He loosens, turns his head, and smiles into space. “There we go.”

“Good,” I say. “So we were wondering if you could recommend a good lawyer.”

Larry turns his head, looks at my feet. “I don’t practice law anymore.” He looks up, gazes into space. “They made me stop.”

“Yeah, I know, Larry. We just thought you might know of a good employment lawyer we could contact. You know, a reference.”

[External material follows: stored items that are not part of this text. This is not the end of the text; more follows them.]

use egui::{ComboBox, Key, TextEdit, Ui};
use shiori_client_shared::LIBRARY_COLUMN_CHOICES;
use shiori_core::{Logic, shiori_state::ExtensionId};

use crate::ui::style::{Style, StyleExt};

#[derive(Default)]
pub struct SearchBarState {
    pub(crate) query: String,
}

/// Changes that also need to be written to the config.
pub enum SearchBarAction {
    SetExtension(ExtensionId),
    SetColumns(u32),
}

pub fn ui(
    ui: &mut Ui,
    logic: &Logic,
    style: &Style,
    state: &mut SearchBarState,
) -> Option<SearchBarAction> {
    let mut action = None;

    ui.horizontal(|ui| {
        let current_extension = logic.get_search_extension();
        ComboBox::from_id_salt("search_extension")
            .selected_text(current_extension.as_str())
            .show_ui(ui, |ui| {
                for extension_id in logic.get_source_ids() {
                    let selected = extension_id == current_extension;
                    if ui
                        .selectable_label(selected, extension_id.as_str())
                        .clicked()
                        && !selected
                    {
                        action = Some(SearchBarAction::SetExtension(extension_id));
                    }
                }
            });

        let columns = logic.get_library_columns();
        ComboBox::from_id_salt("library_columns")
            .selected_text(format!("{} {columns}", egui_phosphor::regular::SQUARES_FOUR))
            .show_ui(ui, |ui| {
                for choice in LIBRARY_COLUMN_CHOICES {
                    if ui
                        .selectable_label(choice == columns, choice.to_string())
                        .clicked()
                        && choice != columns
                    {
                        action = Some(SearchBarAction::SetColumns(choice));
                    }
                }
            });

        let search_clicked = ui
            .button(egui_phosphor::regular::MAGNIFYING_GLASS)
            .on_hover_text("Search")
            .clicked();

        let response = ui.add(
            TextEdit::singleline(&mut state.query)
                .hint_text("Search series...")
                .text_color(style.text_color32())
                .desired_width(f32::INFINITY),
        );
        let submitted = response.lost_focus() && ui.input(|i| i.key_pressed(Key::Enter));

        if submitted || search_clicked {
            logic.set_query(&state.query);
            logic.handle_search(true);
        }
    });

    action
}
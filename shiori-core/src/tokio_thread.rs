use std::time::Duration;

use tokio::{runtime::Handle, sync::oneshot};

/// How long blocking work (source searches) gets to finish once the thread is told
/// to stop.
const SHUTDOWN_TIMEOUT: Duration = Duration::from_secs(1);

/// A multi-threaded tokio runtime parked on a thread of its own. Work is spawned
/// through the runtime's handle, which the (non-async) UI thread can use without
/// entering the runtime.
///
/// Dropping this stops the runtime; tasks still pending are cancelled.
pub struct TokioThread {
    handle: Handle,
    _shutdown_tx: oneshot::Sender<()>,
}
impl TokioThread {
    pub fn new() -> std::io::Result<Self> {
        let runtime = tokio::runtime::Builder::new_multi_thread()
            .thread_name("shiori-worker")
            .enable_all()
            .build()?;
        let handle = runtime.handle().clone();
        let (shutdown_tx, shutdown_rx) = oneshot::channel::<()>();

        std::thread::Builder::new()
            .name("shiori-tokio".to_string())
            .spawn(move || {
                // Resolves once the sender is dropped along with the owner.
                let _ = runtime.block_on(shutdown_rx);
                tracing::debug!("stopping background runtime");
                runtime.shutdown_timeout(SHUTDOWN_TIMEOUT);
            })?;

        Ok(Self {
            handle,
            _shutdown_tx: shutdown_tx,
        })
    }

    pub fn spawn(&self, task: impl Future<Output = ()> + Send + 'static) {
        self.handle.spawn(task);
    }
}

#[cfg(test)]
mod tests {
    use std::sync::mpsc;

    use super::*;

    #[test]
    fn spawned_tasks_run_on_the_runtime() {
        let thread = TokioThread::new().unwrap();
        let (tx, rx) = mpsc::channel();
        for i in 0..3 {
            let tx = tx.clone();
            thread.spawn(async move {
                tokio::task::yield_now().await;
                tx.send(i).unwrap();
            });
        }

        let mut received: Vec<i32> = (0..3)
            .map(|_| rx.recv_timeout(Duration::from_secs(5)).unwrap())
            .collect();
        received.sort();
        assert_eq!(received, [0, 1, 2]);
    }

    #[test]
    fn dropping_cancels_pending_tasks() {
        let thread = TokioThread::new().unwrap();
        let (tx, rx) = mpsc::channel::<()>();
        thread.spawn(async move {
            std::future::pending::<()>().await;
            drop(tx);
        });
        drop(thread);

        assert_eq!(
            rx.recv_timeout(Duration::from_secs(5)),
            Err(mpsc::RecvTimeoutError::Disconnected)
        );
    }
}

Larry turns and examines my mouth. “Try the Internet.”

And suddenly I recognize the idiocy of going to Crazy Larry for a legal reference. I can string sentences together okay, but at times I have the judgment skills of a squirrel monkey.

“Okay, Larry. Thanks anyway.”

“Yeah.” Larry picks up the hardcover book beside him: The Paradigm Shift of Radical Granularity. “Bye-bye,” he snaps.

“Oh,” I say, and wince. “Is Calhoun back there?”

Larry looks up, stares at me in silence for a real long time.

“Okay, well, I’ll just go see if he’s in.”

Larry squints into his book, snaps, “Yeah, bye-bye.”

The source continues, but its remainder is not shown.